> _What you have to do_:
Here are the records. Write out exactly the lines between the one holding "return origin.map(clamp_attribute);" and the one holding "((raw * 10_000.0).floor()", inclusive.

Stored data entries:
- - -
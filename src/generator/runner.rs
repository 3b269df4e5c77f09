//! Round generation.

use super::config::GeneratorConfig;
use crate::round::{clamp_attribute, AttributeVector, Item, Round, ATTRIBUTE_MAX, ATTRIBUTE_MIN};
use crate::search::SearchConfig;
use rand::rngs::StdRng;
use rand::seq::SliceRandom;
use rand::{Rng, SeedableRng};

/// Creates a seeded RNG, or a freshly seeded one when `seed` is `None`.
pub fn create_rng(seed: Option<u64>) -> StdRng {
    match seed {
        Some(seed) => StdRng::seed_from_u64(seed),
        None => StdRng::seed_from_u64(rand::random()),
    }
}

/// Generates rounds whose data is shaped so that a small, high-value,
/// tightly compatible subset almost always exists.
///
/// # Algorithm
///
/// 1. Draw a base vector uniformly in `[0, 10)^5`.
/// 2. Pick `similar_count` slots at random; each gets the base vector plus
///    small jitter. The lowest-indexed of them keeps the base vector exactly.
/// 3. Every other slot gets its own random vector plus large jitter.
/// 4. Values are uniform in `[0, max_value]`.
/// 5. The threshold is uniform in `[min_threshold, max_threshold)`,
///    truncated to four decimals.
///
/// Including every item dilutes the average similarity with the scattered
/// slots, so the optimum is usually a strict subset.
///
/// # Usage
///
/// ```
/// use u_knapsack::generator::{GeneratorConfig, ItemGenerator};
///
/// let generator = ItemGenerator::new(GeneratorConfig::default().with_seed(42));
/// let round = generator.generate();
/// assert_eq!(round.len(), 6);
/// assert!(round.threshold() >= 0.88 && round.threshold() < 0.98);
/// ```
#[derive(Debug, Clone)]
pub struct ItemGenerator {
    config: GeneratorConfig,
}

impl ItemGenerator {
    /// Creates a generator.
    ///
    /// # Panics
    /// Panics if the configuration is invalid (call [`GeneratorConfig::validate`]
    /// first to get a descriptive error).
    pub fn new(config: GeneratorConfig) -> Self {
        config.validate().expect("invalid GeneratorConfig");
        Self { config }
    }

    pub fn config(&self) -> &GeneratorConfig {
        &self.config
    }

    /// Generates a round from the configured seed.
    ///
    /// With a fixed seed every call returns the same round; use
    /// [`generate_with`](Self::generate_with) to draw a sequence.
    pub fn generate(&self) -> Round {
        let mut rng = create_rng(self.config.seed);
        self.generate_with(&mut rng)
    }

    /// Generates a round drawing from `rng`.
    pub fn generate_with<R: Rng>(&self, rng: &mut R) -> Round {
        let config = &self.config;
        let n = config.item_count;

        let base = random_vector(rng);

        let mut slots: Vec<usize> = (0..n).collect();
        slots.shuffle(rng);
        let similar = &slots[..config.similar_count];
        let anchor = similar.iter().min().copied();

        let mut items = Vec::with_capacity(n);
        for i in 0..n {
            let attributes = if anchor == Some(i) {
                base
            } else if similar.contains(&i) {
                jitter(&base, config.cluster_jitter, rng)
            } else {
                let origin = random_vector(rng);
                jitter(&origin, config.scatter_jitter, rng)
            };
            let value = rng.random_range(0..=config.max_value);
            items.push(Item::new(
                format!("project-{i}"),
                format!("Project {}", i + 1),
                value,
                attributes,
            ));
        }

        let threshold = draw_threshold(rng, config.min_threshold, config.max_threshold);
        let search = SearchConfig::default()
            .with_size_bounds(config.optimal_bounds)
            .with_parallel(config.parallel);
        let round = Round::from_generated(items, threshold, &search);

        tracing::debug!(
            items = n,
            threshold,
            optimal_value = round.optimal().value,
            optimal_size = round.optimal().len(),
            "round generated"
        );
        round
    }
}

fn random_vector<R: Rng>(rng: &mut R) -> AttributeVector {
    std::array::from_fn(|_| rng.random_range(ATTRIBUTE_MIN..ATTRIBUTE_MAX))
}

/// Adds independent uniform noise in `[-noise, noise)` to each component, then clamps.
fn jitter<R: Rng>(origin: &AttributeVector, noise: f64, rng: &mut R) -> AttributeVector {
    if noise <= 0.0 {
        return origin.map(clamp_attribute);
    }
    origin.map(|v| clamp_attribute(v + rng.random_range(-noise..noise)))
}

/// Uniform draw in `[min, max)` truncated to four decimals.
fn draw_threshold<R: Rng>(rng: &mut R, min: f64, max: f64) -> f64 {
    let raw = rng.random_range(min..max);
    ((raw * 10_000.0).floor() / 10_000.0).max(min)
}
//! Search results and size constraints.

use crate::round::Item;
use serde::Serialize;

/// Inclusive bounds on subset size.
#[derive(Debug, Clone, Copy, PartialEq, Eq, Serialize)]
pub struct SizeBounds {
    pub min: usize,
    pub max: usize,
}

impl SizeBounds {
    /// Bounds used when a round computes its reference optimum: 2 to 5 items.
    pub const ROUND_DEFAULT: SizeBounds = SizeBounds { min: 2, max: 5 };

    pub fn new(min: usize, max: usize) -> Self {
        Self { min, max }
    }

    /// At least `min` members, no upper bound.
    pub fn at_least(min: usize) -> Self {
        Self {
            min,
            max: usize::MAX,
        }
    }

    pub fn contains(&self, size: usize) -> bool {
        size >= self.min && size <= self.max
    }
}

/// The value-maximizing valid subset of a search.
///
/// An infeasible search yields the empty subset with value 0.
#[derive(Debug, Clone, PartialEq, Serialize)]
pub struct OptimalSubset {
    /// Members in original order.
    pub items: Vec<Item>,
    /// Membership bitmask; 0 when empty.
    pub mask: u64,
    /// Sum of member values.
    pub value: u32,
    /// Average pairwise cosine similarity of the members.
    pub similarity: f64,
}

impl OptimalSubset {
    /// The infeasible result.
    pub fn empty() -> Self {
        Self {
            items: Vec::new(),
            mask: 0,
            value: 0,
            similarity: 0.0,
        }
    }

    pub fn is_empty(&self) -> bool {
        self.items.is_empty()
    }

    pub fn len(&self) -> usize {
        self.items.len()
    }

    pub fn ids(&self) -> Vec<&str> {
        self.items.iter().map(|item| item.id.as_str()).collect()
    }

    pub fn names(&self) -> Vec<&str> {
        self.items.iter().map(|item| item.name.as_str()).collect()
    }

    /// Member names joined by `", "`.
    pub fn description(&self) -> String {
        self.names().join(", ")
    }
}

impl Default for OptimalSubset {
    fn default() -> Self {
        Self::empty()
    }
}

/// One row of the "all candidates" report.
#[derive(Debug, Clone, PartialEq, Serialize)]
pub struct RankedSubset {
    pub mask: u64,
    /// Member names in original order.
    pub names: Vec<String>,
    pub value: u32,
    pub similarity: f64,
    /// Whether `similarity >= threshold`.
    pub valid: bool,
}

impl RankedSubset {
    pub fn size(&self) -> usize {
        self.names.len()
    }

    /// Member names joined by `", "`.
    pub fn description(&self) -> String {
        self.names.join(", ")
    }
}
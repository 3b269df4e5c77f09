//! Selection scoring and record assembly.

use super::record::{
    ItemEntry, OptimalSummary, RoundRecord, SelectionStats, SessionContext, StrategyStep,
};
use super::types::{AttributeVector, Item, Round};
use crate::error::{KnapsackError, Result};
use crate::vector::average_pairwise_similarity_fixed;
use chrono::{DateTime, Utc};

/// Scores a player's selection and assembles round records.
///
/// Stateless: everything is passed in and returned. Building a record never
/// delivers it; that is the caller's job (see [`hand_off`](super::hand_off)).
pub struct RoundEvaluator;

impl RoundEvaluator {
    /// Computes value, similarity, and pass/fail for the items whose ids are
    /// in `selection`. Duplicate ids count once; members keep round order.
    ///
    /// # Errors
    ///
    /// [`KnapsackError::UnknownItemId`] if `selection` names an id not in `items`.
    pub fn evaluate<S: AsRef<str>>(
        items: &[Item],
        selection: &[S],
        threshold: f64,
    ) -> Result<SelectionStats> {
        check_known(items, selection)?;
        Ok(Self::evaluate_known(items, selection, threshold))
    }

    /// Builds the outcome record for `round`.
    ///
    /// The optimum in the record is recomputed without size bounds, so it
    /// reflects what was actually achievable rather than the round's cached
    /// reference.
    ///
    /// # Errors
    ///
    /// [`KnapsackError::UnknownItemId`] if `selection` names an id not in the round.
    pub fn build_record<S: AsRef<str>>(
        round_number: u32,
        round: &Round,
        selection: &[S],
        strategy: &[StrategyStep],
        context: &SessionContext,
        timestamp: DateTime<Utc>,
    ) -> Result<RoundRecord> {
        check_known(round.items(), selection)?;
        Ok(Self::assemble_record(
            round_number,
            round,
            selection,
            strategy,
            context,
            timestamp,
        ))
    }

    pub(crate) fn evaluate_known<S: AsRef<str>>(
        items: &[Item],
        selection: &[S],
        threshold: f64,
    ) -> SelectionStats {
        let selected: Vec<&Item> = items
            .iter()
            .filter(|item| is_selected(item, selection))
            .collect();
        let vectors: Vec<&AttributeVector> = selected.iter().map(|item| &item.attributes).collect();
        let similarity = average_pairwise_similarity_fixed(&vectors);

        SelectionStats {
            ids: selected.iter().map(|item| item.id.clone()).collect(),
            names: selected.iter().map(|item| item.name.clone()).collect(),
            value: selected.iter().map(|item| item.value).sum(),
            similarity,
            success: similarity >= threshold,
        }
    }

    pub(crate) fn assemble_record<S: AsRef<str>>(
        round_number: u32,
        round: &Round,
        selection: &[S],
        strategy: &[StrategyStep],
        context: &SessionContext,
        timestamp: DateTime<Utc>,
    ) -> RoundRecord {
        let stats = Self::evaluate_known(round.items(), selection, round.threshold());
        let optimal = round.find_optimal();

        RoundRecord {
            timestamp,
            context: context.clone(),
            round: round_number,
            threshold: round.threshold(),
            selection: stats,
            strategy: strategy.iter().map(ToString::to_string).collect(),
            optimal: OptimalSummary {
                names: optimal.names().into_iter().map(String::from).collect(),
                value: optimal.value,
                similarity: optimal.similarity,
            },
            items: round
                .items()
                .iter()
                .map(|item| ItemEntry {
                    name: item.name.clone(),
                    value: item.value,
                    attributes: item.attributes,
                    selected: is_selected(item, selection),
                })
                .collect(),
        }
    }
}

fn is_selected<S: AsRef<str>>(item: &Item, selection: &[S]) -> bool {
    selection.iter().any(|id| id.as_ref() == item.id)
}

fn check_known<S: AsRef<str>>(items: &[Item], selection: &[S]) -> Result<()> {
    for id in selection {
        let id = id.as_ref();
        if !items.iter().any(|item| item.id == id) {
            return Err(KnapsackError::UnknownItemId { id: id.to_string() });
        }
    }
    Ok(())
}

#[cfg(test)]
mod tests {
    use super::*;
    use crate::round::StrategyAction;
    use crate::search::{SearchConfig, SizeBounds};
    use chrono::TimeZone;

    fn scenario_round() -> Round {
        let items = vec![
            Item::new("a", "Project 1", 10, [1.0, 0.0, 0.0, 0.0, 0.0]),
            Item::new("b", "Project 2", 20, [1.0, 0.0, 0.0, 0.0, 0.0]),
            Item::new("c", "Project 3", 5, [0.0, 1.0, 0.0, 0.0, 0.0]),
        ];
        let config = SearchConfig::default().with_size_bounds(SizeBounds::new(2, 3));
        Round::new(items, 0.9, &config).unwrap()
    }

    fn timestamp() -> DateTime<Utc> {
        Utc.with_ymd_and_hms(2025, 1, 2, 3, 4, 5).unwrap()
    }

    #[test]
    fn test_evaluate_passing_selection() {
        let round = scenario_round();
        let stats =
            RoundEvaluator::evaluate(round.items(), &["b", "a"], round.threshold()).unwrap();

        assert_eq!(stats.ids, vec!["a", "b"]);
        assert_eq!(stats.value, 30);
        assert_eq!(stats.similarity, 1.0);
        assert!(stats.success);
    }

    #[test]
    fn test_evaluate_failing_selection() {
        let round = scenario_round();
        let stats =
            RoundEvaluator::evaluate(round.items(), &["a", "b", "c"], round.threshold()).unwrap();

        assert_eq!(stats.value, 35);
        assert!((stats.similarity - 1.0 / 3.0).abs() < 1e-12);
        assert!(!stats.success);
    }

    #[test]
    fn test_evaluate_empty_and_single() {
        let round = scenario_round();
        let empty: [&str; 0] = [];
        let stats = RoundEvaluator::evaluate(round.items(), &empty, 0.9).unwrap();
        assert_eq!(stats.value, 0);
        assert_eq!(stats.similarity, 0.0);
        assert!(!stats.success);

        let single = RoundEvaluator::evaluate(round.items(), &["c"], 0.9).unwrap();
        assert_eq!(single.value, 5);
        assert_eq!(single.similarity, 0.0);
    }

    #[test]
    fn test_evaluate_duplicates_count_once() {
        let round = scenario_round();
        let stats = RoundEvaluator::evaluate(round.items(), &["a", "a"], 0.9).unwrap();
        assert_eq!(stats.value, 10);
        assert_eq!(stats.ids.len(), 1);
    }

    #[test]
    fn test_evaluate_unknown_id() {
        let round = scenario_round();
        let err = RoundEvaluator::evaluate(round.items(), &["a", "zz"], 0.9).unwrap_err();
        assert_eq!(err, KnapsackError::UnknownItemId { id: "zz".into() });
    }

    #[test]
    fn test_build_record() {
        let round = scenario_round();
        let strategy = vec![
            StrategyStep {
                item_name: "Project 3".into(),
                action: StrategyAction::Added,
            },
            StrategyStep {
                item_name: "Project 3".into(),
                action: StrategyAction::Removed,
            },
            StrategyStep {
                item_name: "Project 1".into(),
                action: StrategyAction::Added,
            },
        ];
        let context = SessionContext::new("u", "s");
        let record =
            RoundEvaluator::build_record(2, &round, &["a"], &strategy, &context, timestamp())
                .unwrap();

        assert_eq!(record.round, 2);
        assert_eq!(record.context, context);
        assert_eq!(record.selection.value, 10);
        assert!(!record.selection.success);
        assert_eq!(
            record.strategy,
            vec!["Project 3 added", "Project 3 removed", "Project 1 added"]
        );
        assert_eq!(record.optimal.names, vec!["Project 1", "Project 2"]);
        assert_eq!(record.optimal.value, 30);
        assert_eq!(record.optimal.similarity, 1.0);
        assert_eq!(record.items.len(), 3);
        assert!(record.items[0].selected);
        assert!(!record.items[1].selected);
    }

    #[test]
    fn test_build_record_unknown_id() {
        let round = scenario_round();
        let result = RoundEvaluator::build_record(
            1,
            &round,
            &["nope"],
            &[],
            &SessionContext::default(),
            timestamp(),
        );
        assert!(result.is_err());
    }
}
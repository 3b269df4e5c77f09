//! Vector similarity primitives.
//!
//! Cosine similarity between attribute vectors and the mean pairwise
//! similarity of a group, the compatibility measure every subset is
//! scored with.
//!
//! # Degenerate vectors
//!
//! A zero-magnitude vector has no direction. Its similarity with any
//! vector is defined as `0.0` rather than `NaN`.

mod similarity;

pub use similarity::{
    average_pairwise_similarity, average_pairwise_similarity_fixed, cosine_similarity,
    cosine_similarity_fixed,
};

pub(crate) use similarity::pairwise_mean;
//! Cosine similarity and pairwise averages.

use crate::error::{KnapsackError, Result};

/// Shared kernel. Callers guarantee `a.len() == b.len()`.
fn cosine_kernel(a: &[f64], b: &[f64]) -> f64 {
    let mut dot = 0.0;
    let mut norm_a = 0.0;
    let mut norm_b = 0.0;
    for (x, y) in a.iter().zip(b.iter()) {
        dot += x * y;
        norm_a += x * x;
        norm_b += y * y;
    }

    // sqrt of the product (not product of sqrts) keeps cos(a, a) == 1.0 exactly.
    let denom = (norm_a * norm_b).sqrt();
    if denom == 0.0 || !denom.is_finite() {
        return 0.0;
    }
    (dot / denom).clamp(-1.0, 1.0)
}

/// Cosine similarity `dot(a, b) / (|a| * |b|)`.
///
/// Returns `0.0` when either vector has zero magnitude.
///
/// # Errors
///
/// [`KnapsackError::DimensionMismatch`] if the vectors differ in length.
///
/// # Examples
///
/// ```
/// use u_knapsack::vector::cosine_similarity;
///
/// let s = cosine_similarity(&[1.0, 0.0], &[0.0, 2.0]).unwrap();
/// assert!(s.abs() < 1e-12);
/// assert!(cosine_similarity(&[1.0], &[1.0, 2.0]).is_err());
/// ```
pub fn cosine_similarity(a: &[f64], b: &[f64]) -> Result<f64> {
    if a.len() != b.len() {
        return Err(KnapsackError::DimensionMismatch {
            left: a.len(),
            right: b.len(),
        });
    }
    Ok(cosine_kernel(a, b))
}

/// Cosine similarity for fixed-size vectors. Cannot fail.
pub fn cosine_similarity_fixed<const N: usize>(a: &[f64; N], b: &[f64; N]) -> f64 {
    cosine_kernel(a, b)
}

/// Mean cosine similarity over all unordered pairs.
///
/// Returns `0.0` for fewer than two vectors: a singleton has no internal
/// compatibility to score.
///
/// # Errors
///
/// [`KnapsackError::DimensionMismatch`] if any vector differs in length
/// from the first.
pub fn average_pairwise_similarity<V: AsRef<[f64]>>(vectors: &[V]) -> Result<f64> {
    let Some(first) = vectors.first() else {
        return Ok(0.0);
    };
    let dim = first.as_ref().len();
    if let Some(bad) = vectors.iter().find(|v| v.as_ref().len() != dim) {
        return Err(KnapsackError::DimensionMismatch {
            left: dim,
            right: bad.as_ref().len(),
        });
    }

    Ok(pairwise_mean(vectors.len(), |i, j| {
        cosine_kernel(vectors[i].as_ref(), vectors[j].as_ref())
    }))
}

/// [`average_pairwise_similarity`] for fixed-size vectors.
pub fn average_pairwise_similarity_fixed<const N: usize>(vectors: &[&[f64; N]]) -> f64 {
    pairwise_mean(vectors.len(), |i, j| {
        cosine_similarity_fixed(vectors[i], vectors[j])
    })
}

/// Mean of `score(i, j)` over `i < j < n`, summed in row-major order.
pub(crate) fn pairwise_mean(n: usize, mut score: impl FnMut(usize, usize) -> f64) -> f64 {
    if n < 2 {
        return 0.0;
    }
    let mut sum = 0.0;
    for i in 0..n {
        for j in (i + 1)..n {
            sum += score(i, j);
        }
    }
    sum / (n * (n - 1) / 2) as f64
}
- - -
> _Answer box_:
        return origin.map(clamp_attribute);
    }
    origin.map(|v| clamp_attribute(v + rng.random_range(-noise..noise)))
}

/// Uniform draw in `[min, max)` truncated to four decimals.
fn draw_threshold<R: Rng>(rng: &mut R, min: f64, max: f64) -> f64 {
    let raw = rng.random_range(min..max);
    ((raw * 10_000.0).floor() / 10_000.0).max(min)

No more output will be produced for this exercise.